* WHAT THE TASK REQUIRES *
Would you please give all the lines below again, exactly as they stand?

Stored items
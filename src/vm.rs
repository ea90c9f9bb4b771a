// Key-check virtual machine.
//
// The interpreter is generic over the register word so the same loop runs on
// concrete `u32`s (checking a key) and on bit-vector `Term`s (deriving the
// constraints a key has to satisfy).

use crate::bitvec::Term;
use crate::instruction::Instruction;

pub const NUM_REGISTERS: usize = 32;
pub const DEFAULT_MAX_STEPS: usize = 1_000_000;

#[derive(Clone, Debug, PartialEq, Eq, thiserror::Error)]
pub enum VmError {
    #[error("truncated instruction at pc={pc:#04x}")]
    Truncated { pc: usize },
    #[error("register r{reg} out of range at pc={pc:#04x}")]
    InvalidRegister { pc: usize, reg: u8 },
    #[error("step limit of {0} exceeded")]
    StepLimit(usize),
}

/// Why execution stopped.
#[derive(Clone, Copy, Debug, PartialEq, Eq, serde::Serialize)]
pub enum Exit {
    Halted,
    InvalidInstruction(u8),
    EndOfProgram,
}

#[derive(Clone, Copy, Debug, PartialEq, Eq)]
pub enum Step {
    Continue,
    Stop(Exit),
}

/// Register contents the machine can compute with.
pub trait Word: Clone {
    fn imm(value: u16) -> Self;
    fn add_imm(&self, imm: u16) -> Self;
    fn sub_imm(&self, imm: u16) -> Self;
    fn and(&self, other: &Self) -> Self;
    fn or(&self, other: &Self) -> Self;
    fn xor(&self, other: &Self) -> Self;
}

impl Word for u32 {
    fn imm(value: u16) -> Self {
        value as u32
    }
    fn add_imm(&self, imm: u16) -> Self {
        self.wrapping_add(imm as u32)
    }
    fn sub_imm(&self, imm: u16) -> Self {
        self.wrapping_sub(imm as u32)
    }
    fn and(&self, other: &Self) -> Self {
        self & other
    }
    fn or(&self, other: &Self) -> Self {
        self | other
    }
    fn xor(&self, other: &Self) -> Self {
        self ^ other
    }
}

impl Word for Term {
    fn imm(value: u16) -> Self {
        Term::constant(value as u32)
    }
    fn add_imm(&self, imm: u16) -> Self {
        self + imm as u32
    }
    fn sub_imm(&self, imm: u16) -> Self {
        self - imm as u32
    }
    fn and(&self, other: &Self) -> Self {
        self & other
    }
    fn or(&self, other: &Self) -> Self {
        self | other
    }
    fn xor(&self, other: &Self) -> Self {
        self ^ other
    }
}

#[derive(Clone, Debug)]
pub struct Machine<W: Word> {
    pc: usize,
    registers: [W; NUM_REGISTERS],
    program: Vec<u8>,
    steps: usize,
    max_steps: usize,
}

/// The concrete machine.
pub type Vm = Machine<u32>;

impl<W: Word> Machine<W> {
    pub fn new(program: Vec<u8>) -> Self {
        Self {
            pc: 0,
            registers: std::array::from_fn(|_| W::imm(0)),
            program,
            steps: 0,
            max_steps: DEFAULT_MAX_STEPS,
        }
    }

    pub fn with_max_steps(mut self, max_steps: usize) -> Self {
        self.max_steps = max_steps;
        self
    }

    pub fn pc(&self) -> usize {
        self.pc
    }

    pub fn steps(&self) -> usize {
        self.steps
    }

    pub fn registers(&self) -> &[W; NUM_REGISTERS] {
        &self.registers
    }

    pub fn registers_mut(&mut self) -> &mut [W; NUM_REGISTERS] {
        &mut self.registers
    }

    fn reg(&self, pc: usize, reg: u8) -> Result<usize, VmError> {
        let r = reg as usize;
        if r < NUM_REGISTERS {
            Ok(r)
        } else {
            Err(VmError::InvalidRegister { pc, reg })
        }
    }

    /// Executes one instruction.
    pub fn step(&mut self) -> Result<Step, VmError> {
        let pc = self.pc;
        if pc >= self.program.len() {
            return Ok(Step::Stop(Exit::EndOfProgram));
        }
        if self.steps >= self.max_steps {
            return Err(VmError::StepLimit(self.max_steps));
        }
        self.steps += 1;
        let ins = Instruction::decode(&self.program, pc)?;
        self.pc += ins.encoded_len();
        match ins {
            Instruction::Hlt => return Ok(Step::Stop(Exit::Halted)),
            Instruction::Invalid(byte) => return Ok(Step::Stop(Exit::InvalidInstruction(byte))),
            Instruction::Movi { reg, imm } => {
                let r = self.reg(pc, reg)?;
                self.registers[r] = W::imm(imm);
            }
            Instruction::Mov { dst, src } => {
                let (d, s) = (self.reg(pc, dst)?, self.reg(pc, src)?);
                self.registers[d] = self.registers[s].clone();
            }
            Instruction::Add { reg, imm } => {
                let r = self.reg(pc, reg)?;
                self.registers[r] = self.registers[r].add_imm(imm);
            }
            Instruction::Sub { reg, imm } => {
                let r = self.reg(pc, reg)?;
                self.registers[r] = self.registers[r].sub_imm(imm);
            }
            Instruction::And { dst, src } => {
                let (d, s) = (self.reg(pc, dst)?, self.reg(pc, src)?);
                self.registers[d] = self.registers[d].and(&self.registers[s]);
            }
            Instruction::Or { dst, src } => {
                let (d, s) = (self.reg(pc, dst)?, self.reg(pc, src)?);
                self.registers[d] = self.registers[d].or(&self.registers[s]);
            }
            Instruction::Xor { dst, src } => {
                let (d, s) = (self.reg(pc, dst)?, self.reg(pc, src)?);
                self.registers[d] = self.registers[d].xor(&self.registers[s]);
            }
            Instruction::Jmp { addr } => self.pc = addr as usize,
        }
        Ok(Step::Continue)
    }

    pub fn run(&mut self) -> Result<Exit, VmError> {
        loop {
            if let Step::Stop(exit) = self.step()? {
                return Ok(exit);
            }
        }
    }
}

* SOLUTION TO THIS EXERCISE *
filename src/vm.rs
repository ea90c9f9bb4b771a
// Key-check virtual machine.
//
// The interpreter is generic over the register word so the same loop runs on
// concrete `u32`s (checking a key) and on bit-vector `Term`s (deriving the
// constraints a key has to satisfy).

use crate::bitvec::Term;
use crate::instruction::Instruction;

pub const NUM_REGISTERS: usize = 32;
pub const DEFAULT_MAX_STEPS: usize = 1_000_000;

#[derive(Clone, Debug, PartialEq, Eq, thiserror::Error)]
pub enum VmError {
    #[error("truncated instruction at pc={pc:#04x}")]
    Truncated { pc: usize },
    #[error("register r{reg} out of range at pc={pc:#04x}")]
    InvalidRegister { pc: usize, reg: u8 },
    #[error("step limit of {0} exceeded")]
    StepLimit(usize),
}

/// Why execution stopped.
#[derive(Clone, Copy, Debug, PartialEq, Eq, serde::Serialize)]
pub enum Exit {
    Halted,
    InvalidInstruction(u8),
    EndOfProgram,
}

#[derive(Clone, Copy, Debug, PartialEq, Eq)]
pub enum Step {
    Continue,
    Stop(Exit),
}

/// Register contents the machine can compute with.
pub trait Word: Clone {
    fn imm(value: u16) -> Self;
    fn add_imm(&self, imm: u16) -> Self;
    fn sub_imm(&self, imm: u16) -> Self;
    fn and(&self, other: &Self) -> Self;
    fn or(&self, other: &Self) -> Self;
    fn xor(&self, other: &Self) -> Self;
}

impl Word for u32 {
    fn imm(value: u16) -> Self {
        value as u32
    }
    fn add_imm(&self, imm: u16) -> Self {
        self.wrapping_add(imm as u32)
    }
    fn sub_imm(&self, imm: u16) -> Self {
        self.wrapping_sub(imm as u32)
    }
    fn and(&self, other: &Self) -> Self {
        self & other
    }
    fn or(&self, other: &Self) -> Self {
        self | other
    }
    fn xor(&self, other: &Self) -> Self {
        self ^ other
    }
}

impl Word for Term {
    fn imm(value: u16) -> Self {
        Term::constant(value as u32)
    }
    fn add_imm(&self, imm: u16) -> Self {
        self + imm as u32
    }
    fn sub_imm(&self, imm: u16) -> Self {
        self - imm as u32
    }
    fn and(&self, other: &Self) -> Self {
        self & other
    }
    fn or(&self, other: &Self) -> Self {
        self | other
    }
    fn xor(&self, other: &Self) -> Self {
        self ^ other
    }
}

#[derive(Clone, Debug)]
pub struct Machine<W: Word> {
    pc: usize,
    registers: [W; NUM_REGISTERS],
    program: Vec<u8>,
    steps: usize,
    max_steps: usize,
}

/// The concrete machine.
pub type Vm = Machine<u32>;

impl<W: Word> Machine<W> {
    pub fn new(program: Vec<u8>) -> Self {
        Self {
            pc: 0,
            registers: std::array::from_fn(|_| W::imm(0)),
            program,
            steps: 0,
            max_steps: DEFAULT_MAX_STEPS,
        }
    }

    pub fn with_max_steps(mut self, max_steps: usize) -> Self {
        self.max_steps = max_steps;
        self
    }

    pub fn pc(&self) -> usize {
        self.pc
    }

    pub fn steps(&self) -> usize {
        self.steps
    }

    pub fn registers(&self) -> &[W; NUM_REGISTERS] {
        &self.registers
    }

    pub fn registers_mut(&mut self) -> &mut [W; NUM_REGISTERS] {
        &mut self.registers
    }

    fn reg(&self, pc: usize, reg: u8) -> Result<usize, VmError> {
        let r = reg as usize;
        if r < NUM_REGISTERS {
            Ok(r)
        } else {
            Err(VmError::InvalidRegister { pc, reg })
        }
    }

    /// Executes one instruction.
    pub fn step(&mut self) -> Result<Step, VmError> {
        let pc = self.pc;
        if pc >= self.program.len() {
            return Ok(Step::Stop(Exit::EndOfProgram));
        }
        if self.steps >= self.max_steps {
            return Err(VmError::StepLimit(self.max_steps));
        }
        self.steps += 1;
        let ins = Instruction::decode(&self.program, pc)?;
        self.pc += ins.encoded_len();
        match ins {
            Instruction::Hlt => return Ok(Step::Stop(Exit::Halted)),
            Instruction::Invalid(byte) => return Ok(Step::Stop(Exit::InvalidInstruction(byte))),
            Instruction::Movi { reg, imm } => {
                let r = self.reg(pc, reg)?;
                self.registers[r] = W::imm(imm);
            }
            Instruction::Mov { dst, src } => {
                let (d, s) = (self.reg(pc, dst)?, self.reg(pc, src)?);
                self.registers[d] = self.registers[s].clone();
            }
            Instruction::Add { reg, imm } => {
                let r = self.reg(pc, reg)?;
                self.registers[r] = self.registers[r].add_imm(imm);
            }
            Instruction::Sub { reg, imm } => {
                let r = self.reg(pc, reg)?;
                self.registers[r] = self.registers[r].sub_imm(imm);
            }
            Instruction::And { dst, src } => {
                let (d, s) = (self.reg(pc, dst)?, self.reg(pc, src)?);
                self.registers[d] = self.registers[d].and(&self.registers[s]);
            }
            Instruction::Or { dst, src } => {
                let (d, s) = (self.reg(pc, dst)?, self.reg(pc, src)?);
                self.registers[d] = self.registers[d].or(&self.registers[s]);
            }
            Instruction::Xor { dst, src } => {
                let (d, s) = (self.reg(pc, dst)?, self.reg(pc, src)?);
                self.registers[d] = self.registers[d].xor(&self.registers[s]);
            }
            Instruction::Jmp { addr } => self.pc = addr as usize,
        }
        Ok(Step::Continue)
    }

    pub fn run(&mut self) -> Result<Exit, VmError> {
        loop {
            if let Step::Stop(exit) = self.step()? {
                return Ok(exit);
            }
        }
    }
}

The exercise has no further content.